As you exit Zhongshan metro station and head east along Nanjing East Road, the dense greenery amidst the towering skyscrapers might be somewhat surprising. It’s hard to imagine this area once housed soldiers of the Nationalist Army who came to Taiwan with the ROC government after the war. Even more unimaginable is its earlier identity as the site of the Sanbankyo crematorium and communal cemetery during the Japanese colonial period. It was a funeral in 1919 that forever altered the atmosphere of this place.
In 1918, following the Russo-Japanese War, Akashi Motojirō became the seventh Governor-General of Taiwan. During his tenure, major infrastructure projects such as the Sun Moon Lake Hydroelectric Power Plant and the Chianan Irrigation Canal began. However, the governor fell ill in mid-1919 and returned for treatment to his hometown of Fukuoka, where he died in October. In fulfillment of his final wishes, Akashi’s remains were brought back to his beloved Taiwan and buried in the communal cemetery at Sanbankyo.

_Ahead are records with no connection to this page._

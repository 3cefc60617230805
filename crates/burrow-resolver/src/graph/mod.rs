//! Resolved dependency graph using petgraph
//!
//! Built once a walk completes: one node per bound package name, one edge
//! per declared dependency. Used to re-check the result for cycles and to
//! find everything reachable from a root.

use petgraph::graph::{DiGraph, NodeIndex};
use petgraph::visit::{Bfs, EdgeRef};
use std::collections::{BTreeSet, HashMap, HashSet};

use burrow_core::types::Constraint;

/// Node in the dependency graph representing a bound package
#[derive(Debug, Clone, PartialEq, Eq)]
pub struct PackageNode {
    pub name: String,
    /// Version label (a version, a repository reference or `core`)
    pub label: String,
}

/// Dependency graph keyed by package name
#[derive(Debug, Default)]
pub struct DependencyGraph {
    /// Edges point from a package to its dependencies
    graph: DiGraph<PackageNode, Constraint>,
    /// Map from package name to NodeIndex for fast lookups
    node_map: HashMap<String, NodeIndex>,
}

impl DependencyGraph {
    /// Create a new empty dependency graph
    pub fn new() -> Self {
        Self::default()
    }

    /// Add a package node, returning the existing index for a known name
    pub fn add_package(&mut self, package: PackageNode) -> NodeIndex {
        if let Some(existing) = self.node_map.get(&package.name) {
            return *existing;
        }
        let name = package.name.clone();
        let index = self.graph.add_node(package);
        self.node_map.insert(name, index);
        index
    }

    /// Add dependency edge between two known packages
    pub fn add_dependency(&mut self, from: &str, to: &str, constraint: Constraint) -> Result<(), String> {
        let from_index = *self
            .node_map
            .get(from)
            .ok_or_else(|| format!("Package not found: {from}"))?;
        let to_index = *self
            .node_map
            .get(to)
            .ok_or_else(|| format!("Package not found: {to}"))?;
        self.graph.add_edge(from_index, to_index, constraint);
        Ok(())
    }

    /// Names reachable from `name`, itself included
    pub fn reachable_from(&self, name: &str) -> BTreeSet<String> {
        let Some(start) = self.node_map.get(name) else {
            return BTreeSet::new();
        };
        let mut reachable = BTreeSet::new();
        let mut bfs = Bfs::new(&self.graph, *start);
        while let Some(index) = bfs.next(&self.graph) {
            if let Some(node) = self.graph.node_weight(index) {
                reachable.insert(node.name.clone());
            }
        }
        reachable
    }

    /// Detect cycles in the dependency graph
    pub fn detect_cycles(&self) -> Result<(), Vec<String>> {
        use petgraph::algo::toposort;

        match toposort(&self.graph, None) {
            Ok(_) => Ok(()),
            Err(cycle_node) => Err(self.extract_cycle_path(cycle_node.node_id())),
        }
    }

    /// Walk dependency edges from a node known to sit on a cycle until a
    /// node repeats; the closed path from that node is the cycle
    fn extract_cycle_path(&self, start_node: NodeIndex) -> Vec<String> {
        let mut visited = HashSet::new();
        let mut path: Vec<NodeIndex> = Vec::new();
        let mut current = start_node;

        loop {
            if !visited.insert(current) {
                let cycle_start = path.iter().position(|index| *index == current).unwrap_or(0);
                let mut cycle: Vec<String> = path[cycle_start..]
                    .iter()
                    .filter_map(|index| self.graph.node_weight(*index))
                    .map(|node| node.name.clone())
                    .collect();
                if let Some(node) = self.graph.node_weight(current) {
                    cycle.push(node.name.clone());
                }
                return cycle;
            }
            path.push(current);

            // Prefer an edge that stays on a cycle
            let next = self
                .graph
                .edges(current)
                .map(|edge| edge.target())
                .find(|target| petgraph::algo::has_path_connecting(&self.graph, *target, current, None));
            match next {
                Some(target) => current = target,
                None => break,
            }
        }

        path.iter()
            .filter_map(|index| self.graph.node_weight(*index))
            .map(|node| node.name.clone())
            .collect()
    }

    /// Format a closed cycle path as "a -> b -> c -> a"
    pub fn format_cycle(cycle: &[String]) -> String {
        if cycle.is_empty() {
            return "No cycle".to_string();
        }
        cycle.join(" -> ")
    }
}

impl PackageNode {
    pub fn new(name: impl Into<String>, label: impl Into<String>) -> Self {
        Self {
            name: name.into(),
            label: label.into(),
        }
    }
}

#[cfg(test)]
mod tests {
    use super::*;

    fn graph(edges: &[(&str, &str)]) -> DependencyGraph {
        let mut graph = DependencyGraph::new();
        for (from, to) in edges {
            graph.add_package(PackageNode::new(*from, "1.0"));
            graph.add_package(PackageNode::new(*to, "1.0"));
        }
        for (from, to) in edges {
            graph.add_dependency(from, to, Constraint::any()).unwrap();
        }
        graph
    }

    #[test]
    fn test_add_package_is_idempotent() {
        let mut graph = DependencyGraph::new();
        let first = graph.add_package(PackageNode::new("dplyr", "1.1.4"));
        let second = graph.add_package(PackageNode::new("dplyr", "1.1.4"));
        assert_eq!(first, second);
        assert_eq!(graph.reachable_from("dplyr").len(), 1);
    }

    #[test]
    fn test_add_dependency_missing_package() {
        let mut graph = DependencyGraph::new();
        graph.add_package(PackageNode::new("app", "1.0"));
        let result = graph.add_dependency("app", "ghost", Constraint::any());
        assert!(result.unwrap_err().contains("Package not found"));
        assert_eq!(graph.reachable_from("app").len(), 1);
    }

    #[test]
    fn test_no_cycle() {
        let graph = graph(&[("a", "b"), ("b", "c"), ("a", "c")]);
        assert!(graph.detect_cycles().is_ok());
    }

    #[test]
    fn test_cycle_path() {
        let graph = graph(&[("a", "b"), ("b", "c"), ("c", "a"), ("c", "d")]);
        let cycle = graph.detect_cycles().unwrap_err();
        assert_eq!(cycle.first(), cycle.last());
        assert_eq!(cycle.len(), 4);
        let formatted = DependencyGraph::format_cycle(&cycle);
        for name in ["a", "b", "c"] {
            assert!(formatted.contains(name), "{formatted}");
        }
        assert!(!formatted.contains('d'));
    }

    #[test]
    fn test_reachable_from_root() {
        let graph = graph(&[("app", "dplyr"), ("dplyr", "rlang"), ("other", "rlang")]);
        let reachable: Vec<_> = graph.reachable_from("app").into_iter().collect();
        assert_eq!(reachable, vec!["app", "dplyr", "rlang"]);
        assert!(graph.reachable_from("ghost").is_empty());
    }

    #[test]
    fn test_format_empty_cycle() {
        assert_eq!(DependencyGraph::format_cycle(&[]), "No cycle");
    }
}
//! Fetch cache and artifact store for Burrow
//!
//! This crate sits between the package pool and the network. Every remote
//! resource is addressed by a `(source, path)` key; the [`FetchCache`]
//! guarantees at most one in-flight fetch per key, keeps successful results
//! in a durable on-disk [`Store`], and never records failures. It also
//! knows how to read package descriptors out of gzipped tarballs.

pub mod fetch;
pub mod store;
pub mod tarball;

// Re-export main types
pub use fetch::{
    CacheKey, CachePolicy, FetchCache, FetchCacheConfig, FetchError, Fetcher, MemoryFetcher,
};
pub use store::{CacheEntry, Store, StoreIndex};
pub use tarball::{create_tarball, extract_descriptor, DESCRIPTOR_FILE};

/// Result type for cache operations
pub type CacheResult<T> = Result<T, FetchError>;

On 4 November 1919, Governor-General Akashi’s coffin passed through the city streets to the cemetery at Sanbankyo, where it was interred after a ceremonial service. Despite serving barely over a year as governor-general, he had left his mark through his numerous inspection tours across Taiwan. In 1920, Den Kenjirō, the eighth governor-general, built a torii (a traditional Japanese gate) at the site to symbolize the transition into the spiritual realm for those who walked through it as they approach the grave.
Time passed. In 1949, soldiers from the 50th Army of the Nationalist Army arrived in Taiwan. Seeking a place to settle, they built a military dependents’ village directly on the cemetery grounds. A public restroom was even constructed next to Akashi Motojirō’s grave. It was not until 1997, during the construction of Linsen Park, that the torii—once relegated to a laundry area—was restored to public view.
Today, as you step into Linsen North Road’s expansive lawn, you will see two torii: one large and one small. The larger gate belongs to Governor Akashi Motojirō’s grave, while the smaller one marks the grave of his secretary, Kamata Masatake. Their tombstones, once repurposed as building materials, are now preserved in the Taiwan Historica archives.
As you stand before these torii and then walk through them, it feels like entering another realm. Here, in the heart of the city, lies a boundary between the mortal world and the world of the spirit, a poignant intersection of history and divinity.